Task directions> Every record below is to be reproduced exactly.

Extracted entries>
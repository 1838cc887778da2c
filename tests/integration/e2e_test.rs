//! End-to-end tests: config, service fallback path, payload contract

use async_trait::async_trait;
use rust_decimal_macros::dec;
use spread_scout::cache::TtlCache;
use spread_scout::chain::{ChainError, ChainSource, OptionChain};
use spread_scout::config::Config;
use spread_scout::quote::{QuoteProvider, QuoteRouter};
use spread_scout::service::MarketService;
use std::sync::Arc;

#[test]
fn test_shipped_example_config_parses() {
    let config: Config = toml::from_str(include_str!("../../config.toml.example")).unwrap();
    assert_eq!(config.symbol, "SPY");
    assert_eq!(config.quote.fallback_price, dec!(250));
    assert_eq!(config.engine.target_dte, 7);
    assert_eq!(config.ranker.max_results, 10);
    assert_eq!(config.cache.calendar_ttl_secs, 14_400);
    assert_eq!(config.telemetry.metrics_port, 9090);
}

struct DeadQuote;

#[async_trait]
impl QuoteProvider for DeadQuote {
    fn name(&self) -> &'static str {
        "dead"
    }
    async fn fetch_price(&self, _symbol: &str) -> anyhow::Result<rust_decimal::Decimal> {
        anyhow::bail!("connection refused")
    }
}

struct MalformedChain;

#[async_trait]
impl ChainSource for MalformedChain {
    async fn fetch_chain(&self, _symbol: &str) -> Result<OptionChain, ChainError> {
        Err(ChainError::Malformed("unexpected token at line 1".into()))
    }
}

/// A chain lookup that fails and quote providers that all error must still
/// produce a well-formed, non-empty payload: fallback price, example
/// recommendations, success flag set.
#[tokio::test]
async fn test_total_upstream_failure_yields_wellformed_payload() {
    let config: Config = toml::from_str(
        r#"
        symbol = "SPY"
        [telemetry]
        metrics_port = 9090
        log_level = "info"
    "#,
    )
    .unwrap();

    let cache = Arc::new(TtlCache::new());
    let quotes = QuoteRouter::new(vec![Box::new(DeadQuote)], dec!(250));
    let service = MarketService::new(&config, cache, quotes, Arc::new(MalformedChain));

    let update = service.refresh_recommendations().await;

    assert!(update.success);
    assert_eq!(update.current_price, dec!(250));
    assert!(!update.recommendations.is_empty());

    // The payload serializes to the documented consumer shape.
    let json = serde_json::to_value(&update).unwrap();
    assert_eq!(json["success"], serde_json::json!(true));
    assert!(json["currentPrice"].is_number() || json["currentPrice"].is_string());
    assert!(json["lastUpdate"].is_string());
    assert!(json["recommendations"].as_array().is_some_and(|a| !a.is_empty()));
}

#[tokio::test]
async fn test_fallback_recommendations_satisfy_invariants() {
    let config: Config = toml::from_str(
        r#"
        symbol = "SPY"
        [telemetry]
        metrics_port = 9090
        log_level = "info"
    "#,
    )
    .unwrap();

    let cache = Arc::new(TtlCache::new());
    let quotes = QuoteRouter::new(vec![], dec!(250));
    let service = MarketService::new(&config, cache, quotes, Arc::new(MalformedChain));

    let update = service.refresh_recommendations().await;

    for rec in &update.recommendations {
        let width = (rec.long_strike - rec.short_strike).abs();
        assert_eq!(rec.max_profit, rec.credit_received);
        assert_eq!(rec.max_loss, width - rec.credit_received);
        assert_eq!(rec.risk_reward_ratio, rec.max_profit / rec.max_loss);
        assert!(rec.probability_of_profit >= dec!(20));
        assert!(rec.probability_of_profit <= dec!(85));
    }
}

Output for this exercise>
repository 1838cc887778da2c
filename tests/integration/e2e_test.rs
//! End-to-end tests: config, service fallback path, payload contract

use async_trait::async_trait;
use rust_decimal_macros::dec;
use spread_scout::cache::TtlCache;
use spread_scout::chain::{ChainError, ChainSource, OptionChain};
use spread_scout::config::Config;
use spread_scout::quote::{QuoteProvider, QuoteRouter};
use spread_scout::service::MarketService;
use std::sync::Arc;

#[test]
fn test_shipped_example_config_parses() {
    let config: Config = toml::from_str(include_str!("../../config.toml.example")).unwrap();
    assert_eq!(config.symbol, "SPY");
    assert_eq!(config.quote.fallback_price, dec!(250));
    assert_eq!(config.engine.target_dte, 7);
    assert_eq!(config.ranker.max_results, 10);
    assert_eq!(config.cache.calendar_ttl_secs, 14_400);
    assert_eq!(config.telemetry.metrics_port, 9090);
}

struct DeadQuote;

#[async_trait]
impl QuoteProvider for DeadQuote {
    fn name(&self) -> &'static str {
        "dead"
    }
    async fn fetch_price(&self, _symbol: &str) -> anyhow::Result<rust_decimal::Decimal> {
        anyhow::bail!("connection refused")
    }
}

struct MalformedChain;

#[async_trait]
impl ChainSource for MalformedChain {
    async fn fetch_chain(&self, _symbol: &str) -> Result<OptionChain, ChainError> {
        Err(ChainError::Malformed("unexpected token at line 1".into()))
    }
}

/// A chain lookup that fails and quote providers that all error must still
/// produce a well-formed, non-empty payload: fallback price, example
/// recommendations, success flag set.
#[tokio::test]
async fn test_total_upstream_failure_yields_wellformed_payload() {
    let config: Config = toml::from_str(
        r#"
        symbol = "SPY"
        [telemetry]
        metrics_port = 9090
        log_level = "info"
    "#,
    )
    .unwrap();

    let cache = Arc::new(TtlCache::new());
    let quotes = QuoteRouter::new(vec![Box::new(DeadQuote)], dec!(250));
    let service = MarketService::new(&config, cache, quotes, Arc::new(MalformedChain));

    let update = service.refresh_recommendations().await;

    assert!(update.success);
    assert_eq!(update.current_price, dec!(250));
    assert!(!update.recommendations.is_empty());

    // The payload serializes to the documented consumer shape.
    let json = serde_json::to_value(&update).unwrap();
    assert_eq!(json["success"], serde_json::json!(true));
    assert!(json["currentPrice"].is_number() || json["currentPrice"].is_string());
    assert!(json["lastUpdate"].is_string());
    assert!(json["recommendations"].as_array().is_some_and(|a| !a.is_empty()));
}

#[tokio::test]
async fn test_fallback_recommendations_satisfy_invariants() {
    let config: Config = toml::from_str(
        r#"
        symbol = "SPY"
        [telemetry]
        metrics_port = 9090
        log_level = "info"
    "#,
    )
    .unwrap();

    let cache = Arc::new(TtlCache::new());
    let quotes = QuoteRouter::new(vec![], dec!(250));
    let service = MarketService::new(&config, cache, quotes, Arc::new(MalformedChain));

    let update = service.refresh_recommendations().await;

    for rec in &update.recommendations {
        let width = (rec.long_strike - rec.short_strike).abs();
        assert_eq!(rec.max_profit, rec.credit_received);
        assert_eq!(rec.max_loss, width - rec.credit_received);
        assert_eq!(rec.risk_reward_ratio, rec.max_profit / rec.max_loss);
        assert!(rec.probability_of_profit >= dec!(20));
        assert!(rec.probability_of_profit <= dec!(85));
    }
}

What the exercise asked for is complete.